● **WHAT YOU ARE ASKED TO DO**
Scan the records below for the string "task" and return every line where it appears.

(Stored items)
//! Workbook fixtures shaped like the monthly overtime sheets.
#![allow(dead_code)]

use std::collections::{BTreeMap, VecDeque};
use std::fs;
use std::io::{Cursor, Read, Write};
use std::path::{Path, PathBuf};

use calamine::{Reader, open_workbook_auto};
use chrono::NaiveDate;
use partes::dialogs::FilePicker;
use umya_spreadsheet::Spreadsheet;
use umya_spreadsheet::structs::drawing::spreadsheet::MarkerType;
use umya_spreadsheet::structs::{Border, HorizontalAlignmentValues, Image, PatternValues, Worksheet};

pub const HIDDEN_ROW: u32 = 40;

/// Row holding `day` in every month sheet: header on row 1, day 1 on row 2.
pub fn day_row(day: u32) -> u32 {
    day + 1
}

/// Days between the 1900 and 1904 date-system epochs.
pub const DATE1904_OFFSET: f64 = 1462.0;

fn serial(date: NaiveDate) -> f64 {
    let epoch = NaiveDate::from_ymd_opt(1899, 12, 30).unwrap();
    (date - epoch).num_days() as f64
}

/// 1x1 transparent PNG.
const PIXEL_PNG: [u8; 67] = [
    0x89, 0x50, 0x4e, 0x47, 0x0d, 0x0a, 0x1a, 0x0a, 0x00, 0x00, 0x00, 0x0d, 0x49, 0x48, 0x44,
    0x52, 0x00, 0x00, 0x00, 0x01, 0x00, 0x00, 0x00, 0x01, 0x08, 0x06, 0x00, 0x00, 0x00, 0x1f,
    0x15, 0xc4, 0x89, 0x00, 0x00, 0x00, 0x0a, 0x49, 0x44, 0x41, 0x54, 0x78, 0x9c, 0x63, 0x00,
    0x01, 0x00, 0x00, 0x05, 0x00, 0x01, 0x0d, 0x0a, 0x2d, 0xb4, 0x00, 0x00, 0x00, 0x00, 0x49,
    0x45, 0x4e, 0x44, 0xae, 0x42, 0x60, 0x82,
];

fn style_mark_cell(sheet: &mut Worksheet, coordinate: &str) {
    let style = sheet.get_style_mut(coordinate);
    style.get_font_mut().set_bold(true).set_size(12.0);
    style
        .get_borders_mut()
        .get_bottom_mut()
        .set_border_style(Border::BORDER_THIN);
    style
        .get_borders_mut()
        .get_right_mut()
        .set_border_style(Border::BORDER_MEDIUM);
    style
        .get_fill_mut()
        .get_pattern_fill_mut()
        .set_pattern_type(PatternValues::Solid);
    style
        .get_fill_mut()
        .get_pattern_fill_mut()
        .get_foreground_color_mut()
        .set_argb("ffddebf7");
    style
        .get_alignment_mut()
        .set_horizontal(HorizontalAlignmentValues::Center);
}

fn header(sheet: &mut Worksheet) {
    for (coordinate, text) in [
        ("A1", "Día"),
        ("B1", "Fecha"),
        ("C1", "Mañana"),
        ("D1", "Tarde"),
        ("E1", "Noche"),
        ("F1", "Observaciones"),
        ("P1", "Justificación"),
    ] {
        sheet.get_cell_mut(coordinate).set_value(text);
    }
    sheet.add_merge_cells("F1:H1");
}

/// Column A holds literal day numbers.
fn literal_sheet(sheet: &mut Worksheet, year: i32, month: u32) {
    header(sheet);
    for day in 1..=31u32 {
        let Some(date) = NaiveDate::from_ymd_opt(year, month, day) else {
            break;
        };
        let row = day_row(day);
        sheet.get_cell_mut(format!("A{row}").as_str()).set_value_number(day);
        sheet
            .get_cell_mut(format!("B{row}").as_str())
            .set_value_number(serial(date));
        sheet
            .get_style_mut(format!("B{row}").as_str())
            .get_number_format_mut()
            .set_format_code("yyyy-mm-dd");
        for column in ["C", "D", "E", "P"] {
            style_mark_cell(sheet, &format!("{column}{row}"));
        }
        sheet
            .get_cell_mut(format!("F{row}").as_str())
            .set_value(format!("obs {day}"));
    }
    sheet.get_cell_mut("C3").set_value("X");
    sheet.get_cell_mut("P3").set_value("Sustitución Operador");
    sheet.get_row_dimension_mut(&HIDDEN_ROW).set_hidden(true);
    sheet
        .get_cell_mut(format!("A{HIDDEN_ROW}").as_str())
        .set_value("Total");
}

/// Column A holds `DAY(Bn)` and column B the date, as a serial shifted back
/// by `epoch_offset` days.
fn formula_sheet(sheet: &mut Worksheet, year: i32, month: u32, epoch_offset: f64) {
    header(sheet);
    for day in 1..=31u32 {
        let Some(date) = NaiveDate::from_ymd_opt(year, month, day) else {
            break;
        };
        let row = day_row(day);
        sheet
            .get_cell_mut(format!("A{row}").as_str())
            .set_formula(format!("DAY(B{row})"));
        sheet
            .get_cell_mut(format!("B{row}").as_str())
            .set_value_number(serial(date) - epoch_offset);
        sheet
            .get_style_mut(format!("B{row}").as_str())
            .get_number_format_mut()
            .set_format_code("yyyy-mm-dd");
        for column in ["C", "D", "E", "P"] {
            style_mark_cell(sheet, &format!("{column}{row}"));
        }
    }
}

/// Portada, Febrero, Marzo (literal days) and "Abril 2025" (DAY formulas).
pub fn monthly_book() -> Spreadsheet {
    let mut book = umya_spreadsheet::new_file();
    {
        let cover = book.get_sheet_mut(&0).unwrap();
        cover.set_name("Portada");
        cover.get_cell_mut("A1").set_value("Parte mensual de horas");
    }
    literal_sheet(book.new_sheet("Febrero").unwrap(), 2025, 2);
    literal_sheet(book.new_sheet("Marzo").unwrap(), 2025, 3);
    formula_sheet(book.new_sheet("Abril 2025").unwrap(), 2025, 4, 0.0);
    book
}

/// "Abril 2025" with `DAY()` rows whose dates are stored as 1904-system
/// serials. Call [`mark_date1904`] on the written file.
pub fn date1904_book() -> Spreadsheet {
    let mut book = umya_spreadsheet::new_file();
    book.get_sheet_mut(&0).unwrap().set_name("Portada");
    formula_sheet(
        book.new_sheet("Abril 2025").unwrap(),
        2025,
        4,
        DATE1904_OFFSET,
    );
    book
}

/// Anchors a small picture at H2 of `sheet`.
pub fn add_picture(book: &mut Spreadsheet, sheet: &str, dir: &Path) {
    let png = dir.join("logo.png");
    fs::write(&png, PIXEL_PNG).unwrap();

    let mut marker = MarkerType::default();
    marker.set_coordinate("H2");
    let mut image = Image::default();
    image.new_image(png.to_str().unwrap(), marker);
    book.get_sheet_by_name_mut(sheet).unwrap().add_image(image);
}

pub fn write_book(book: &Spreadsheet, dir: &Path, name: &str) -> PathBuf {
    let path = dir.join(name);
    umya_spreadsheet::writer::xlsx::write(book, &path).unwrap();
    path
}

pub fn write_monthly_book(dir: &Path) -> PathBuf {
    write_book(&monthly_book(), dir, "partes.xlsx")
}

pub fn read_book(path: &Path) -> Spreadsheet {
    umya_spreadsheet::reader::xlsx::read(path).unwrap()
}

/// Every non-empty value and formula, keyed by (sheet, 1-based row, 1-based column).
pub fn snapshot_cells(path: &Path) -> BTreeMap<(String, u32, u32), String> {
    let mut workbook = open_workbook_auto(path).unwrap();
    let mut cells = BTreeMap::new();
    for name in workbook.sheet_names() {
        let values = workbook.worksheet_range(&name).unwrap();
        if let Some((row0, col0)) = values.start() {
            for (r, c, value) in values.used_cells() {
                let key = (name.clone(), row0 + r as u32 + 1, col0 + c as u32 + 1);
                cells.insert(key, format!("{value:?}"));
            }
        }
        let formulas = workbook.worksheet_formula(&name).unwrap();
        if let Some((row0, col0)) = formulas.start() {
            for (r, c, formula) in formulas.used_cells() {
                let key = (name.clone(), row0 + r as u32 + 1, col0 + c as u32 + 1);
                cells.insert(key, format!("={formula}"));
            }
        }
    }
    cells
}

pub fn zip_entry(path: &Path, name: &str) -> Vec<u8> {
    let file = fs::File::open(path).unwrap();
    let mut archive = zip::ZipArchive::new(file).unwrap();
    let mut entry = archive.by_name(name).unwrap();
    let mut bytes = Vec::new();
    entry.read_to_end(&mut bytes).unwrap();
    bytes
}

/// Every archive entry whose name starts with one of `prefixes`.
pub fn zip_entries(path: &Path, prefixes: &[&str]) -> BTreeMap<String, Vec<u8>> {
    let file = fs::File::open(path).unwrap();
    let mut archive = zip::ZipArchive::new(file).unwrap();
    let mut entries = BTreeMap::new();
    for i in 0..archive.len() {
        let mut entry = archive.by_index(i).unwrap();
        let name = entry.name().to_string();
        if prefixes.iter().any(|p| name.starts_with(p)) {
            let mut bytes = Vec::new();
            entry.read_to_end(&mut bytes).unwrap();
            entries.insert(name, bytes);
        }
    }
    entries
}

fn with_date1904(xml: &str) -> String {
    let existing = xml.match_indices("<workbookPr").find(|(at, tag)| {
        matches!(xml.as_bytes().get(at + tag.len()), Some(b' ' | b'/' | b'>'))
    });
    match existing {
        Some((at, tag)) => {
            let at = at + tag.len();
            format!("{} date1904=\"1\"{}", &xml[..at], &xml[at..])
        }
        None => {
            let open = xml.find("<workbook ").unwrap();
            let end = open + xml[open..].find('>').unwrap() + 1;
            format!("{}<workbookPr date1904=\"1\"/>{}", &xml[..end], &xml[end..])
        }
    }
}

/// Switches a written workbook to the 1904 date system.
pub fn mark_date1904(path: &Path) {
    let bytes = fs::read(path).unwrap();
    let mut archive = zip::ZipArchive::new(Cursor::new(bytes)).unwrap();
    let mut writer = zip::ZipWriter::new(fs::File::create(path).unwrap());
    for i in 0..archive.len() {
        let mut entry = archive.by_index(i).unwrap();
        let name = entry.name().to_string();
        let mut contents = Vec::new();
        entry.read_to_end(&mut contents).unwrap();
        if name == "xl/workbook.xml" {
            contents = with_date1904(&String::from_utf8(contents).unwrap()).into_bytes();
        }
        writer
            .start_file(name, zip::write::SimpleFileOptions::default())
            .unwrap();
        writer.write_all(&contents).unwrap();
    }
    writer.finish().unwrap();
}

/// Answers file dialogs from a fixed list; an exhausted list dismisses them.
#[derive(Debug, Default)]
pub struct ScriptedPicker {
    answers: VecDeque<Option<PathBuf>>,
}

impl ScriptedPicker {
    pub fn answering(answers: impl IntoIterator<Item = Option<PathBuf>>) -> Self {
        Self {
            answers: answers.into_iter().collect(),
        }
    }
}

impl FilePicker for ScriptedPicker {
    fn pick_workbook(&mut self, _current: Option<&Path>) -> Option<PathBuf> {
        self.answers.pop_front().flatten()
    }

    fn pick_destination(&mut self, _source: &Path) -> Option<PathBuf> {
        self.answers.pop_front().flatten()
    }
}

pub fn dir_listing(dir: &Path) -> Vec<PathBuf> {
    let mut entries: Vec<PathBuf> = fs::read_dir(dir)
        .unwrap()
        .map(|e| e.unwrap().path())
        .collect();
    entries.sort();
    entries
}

...

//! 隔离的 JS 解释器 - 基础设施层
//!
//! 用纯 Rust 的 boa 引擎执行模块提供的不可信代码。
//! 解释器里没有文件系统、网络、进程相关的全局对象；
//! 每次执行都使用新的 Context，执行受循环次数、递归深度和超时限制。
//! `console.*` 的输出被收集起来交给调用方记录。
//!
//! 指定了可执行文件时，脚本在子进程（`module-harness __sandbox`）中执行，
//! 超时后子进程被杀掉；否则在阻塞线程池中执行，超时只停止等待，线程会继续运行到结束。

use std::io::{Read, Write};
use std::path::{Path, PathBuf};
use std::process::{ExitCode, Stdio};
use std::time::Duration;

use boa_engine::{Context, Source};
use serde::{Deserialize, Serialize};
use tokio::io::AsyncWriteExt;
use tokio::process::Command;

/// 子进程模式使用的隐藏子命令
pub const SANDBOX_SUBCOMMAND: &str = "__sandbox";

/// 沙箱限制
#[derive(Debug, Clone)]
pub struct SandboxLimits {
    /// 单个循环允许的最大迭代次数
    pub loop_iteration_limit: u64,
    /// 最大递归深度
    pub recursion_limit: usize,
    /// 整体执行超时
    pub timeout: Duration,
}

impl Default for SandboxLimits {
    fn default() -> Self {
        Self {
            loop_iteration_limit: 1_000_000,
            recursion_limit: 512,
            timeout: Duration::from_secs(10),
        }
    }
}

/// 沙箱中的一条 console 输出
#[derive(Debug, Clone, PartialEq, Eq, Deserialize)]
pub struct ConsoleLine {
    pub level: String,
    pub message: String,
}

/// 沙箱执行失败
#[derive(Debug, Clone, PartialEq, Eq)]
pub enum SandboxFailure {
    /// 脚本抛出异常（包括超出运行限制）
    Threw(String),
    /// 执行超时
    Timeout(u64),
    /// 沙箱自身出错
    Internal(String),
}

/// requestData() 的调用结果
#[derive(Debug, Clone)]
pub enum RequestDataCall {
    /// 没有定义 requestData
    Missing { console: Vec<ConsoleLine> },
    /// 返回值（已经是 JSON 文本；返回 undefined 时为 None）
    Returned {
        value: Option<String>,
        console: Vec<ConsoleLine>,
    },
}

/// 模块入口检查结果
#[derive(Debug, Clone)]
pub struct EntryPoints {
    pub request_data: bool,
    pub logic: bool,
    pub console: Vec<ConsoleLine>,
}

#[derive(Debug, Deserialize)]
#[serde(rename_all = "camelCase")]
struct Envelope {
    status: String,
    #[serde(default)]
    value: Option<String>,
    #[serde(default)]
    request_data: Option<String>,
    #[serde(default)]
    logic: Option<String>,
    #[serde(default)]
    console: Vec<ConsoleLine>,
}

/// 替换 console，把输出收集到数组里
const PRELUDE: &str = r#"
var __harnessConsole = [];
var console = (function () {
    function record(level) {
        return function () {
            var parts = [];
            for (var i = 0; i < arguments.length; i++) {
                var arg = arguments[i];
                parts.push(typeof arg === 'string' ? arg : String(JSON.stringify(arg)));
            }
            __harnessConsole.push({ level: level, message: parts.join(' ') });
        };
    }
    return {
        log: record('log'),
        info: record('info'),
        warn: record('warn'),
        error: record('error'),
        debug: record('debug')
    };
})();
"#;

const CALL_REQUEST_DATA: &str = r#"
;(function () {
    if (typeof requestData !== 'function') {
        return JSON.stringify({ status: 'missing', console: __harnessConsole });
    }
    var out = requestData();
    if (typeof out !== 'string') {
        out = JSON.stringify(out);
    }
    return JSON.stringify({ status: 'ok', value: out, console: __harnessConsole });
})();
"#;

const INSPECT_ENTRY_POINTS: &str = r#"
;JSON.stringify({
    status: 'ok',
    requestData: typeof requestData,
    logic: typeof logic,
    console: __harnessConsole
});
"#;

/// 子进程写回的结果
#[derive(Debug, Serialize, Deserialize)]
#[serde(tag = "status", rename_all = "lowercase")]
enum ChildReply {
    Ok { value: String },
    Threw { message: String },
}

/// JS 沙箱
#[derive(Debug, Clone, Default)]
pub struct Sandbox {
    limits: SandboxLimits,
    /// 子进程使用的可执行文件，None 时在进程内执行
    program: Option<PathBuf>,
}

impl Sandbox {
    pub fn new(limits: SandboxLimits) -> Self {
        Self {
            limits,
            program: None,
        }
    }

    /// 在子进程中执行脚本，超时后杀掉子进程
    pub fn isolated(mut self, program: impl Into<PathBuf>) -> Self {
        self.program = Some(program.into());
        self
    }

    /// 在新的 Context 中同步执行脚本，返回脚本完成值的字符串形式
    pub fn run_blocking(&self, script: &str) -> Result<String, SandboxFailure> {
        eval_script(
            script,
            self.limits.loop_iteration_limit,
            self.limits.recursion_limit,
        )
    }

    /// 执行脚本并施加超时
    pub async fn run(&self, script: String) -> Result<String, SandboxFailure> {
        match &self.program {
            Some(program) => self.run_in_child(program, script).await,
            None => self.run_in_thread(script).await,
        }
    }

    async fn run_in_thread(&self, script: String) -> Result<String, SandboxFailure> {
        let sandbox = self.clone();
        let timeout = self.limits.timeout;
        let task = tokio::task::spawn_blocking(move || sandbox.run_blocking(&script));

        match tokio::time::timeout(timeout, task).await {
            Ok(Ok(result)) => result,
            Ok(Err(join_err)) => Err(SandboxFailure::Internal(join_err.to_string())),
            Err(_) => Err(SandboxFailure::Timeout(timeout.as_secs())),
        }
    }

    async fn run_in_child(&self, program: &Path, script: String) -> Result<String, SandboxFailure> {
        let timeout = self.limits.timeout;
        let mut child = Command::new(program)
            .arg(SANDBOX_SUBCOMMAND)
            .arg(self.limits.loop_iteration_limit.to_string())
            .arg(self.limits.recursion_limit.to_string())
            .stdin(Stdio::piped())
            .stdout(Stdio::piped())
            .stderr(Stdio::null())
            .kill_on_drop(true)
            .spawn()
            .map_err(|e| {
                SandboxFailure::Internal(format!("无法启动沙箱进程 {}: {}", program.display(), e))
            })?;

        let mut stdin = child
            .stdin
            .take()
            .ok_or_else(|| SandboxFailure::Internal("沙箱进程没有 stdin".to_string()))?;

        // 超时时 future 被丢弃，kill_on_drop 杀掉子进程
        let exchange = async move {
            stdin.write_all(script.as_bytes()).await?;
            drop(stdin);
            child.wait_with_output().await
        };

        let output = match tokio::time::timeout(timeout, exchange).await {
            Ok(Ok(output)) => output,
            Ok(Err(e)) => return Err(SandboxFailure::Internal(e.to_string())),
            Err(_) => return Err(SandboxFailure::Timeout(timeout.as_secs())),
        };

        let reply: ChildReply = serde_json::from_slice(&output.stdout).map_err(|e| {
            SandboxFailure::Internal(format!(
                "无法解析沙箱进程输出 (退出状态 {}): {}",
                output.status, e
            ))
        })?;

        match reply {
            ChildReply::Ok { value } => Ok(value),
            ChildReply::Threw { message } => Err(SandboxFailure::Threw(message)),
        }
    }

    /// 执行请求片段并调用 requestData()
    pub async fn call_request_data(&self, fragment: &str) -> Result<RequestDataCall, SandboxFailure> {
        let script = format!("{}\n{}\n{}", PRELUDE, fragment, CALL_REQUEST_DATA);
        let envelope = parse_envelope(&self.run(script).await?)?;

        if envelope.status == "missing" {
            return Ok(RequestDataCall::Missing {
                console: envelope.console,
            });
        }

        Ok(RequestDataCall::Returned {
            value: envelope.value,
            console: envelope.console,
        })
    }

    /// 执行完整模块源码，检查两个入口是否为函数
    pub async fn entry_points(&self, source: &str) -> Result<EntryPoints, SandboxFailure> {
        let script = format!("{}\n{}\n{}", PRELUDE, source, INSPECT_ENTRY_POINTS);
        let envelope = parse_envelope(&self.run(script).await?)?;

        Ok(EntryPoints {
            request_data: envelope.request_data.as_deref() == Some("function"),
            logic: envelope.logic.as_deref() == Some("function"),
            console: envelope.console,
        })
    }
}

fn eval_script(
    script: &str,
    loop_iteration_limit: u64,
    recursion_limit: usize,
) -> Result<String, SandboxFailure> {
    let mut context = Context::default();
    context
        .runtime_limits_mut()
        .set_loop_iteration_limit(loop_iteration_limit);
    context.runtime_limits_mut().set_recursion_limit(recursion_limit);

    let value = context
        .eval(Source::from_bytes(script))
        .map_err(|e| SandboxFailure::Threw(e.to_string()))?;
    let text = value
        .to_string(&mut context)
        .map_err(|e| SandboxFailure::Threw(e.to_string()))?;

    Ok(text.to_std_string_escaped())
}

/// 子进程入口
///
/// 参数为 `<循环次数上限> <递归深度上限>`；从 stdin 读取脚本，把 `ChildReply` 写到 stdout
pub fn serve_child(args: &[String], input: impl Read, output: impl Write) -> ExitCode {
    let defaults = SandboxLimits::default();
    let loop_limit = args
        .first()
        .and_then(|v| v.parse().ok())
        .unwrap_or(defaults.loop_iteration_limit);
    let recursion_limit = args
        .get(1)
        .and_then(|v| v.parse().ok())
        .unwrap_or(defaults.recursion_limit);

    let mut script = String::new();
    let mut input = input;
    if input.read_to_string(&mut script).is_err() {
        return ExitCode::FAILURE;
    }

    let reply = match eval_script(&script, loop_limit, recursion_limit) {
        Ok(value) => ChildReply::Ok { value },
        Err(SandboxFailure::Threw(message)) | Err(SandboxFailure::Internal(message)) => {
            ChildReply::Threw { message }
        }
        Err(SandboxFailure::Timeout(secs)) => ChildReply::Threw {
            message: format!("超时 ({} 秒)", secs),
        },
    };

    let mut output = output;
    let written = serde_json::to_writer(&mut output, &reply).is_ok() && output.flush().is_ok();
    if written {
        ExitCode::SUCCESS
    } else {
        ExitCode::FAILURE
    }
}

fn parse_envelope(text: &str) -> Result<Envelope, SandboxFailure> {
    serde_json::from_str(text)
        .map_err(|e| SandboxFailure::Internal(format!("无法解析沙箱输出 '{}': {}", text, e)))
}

● **SOLUTION TO THE PROBLEM**
        let task = tokio::task::spawn_blocking(move || sandbox.run_blocking(&script));
        match tokio::time::timeout(timeout, task).await {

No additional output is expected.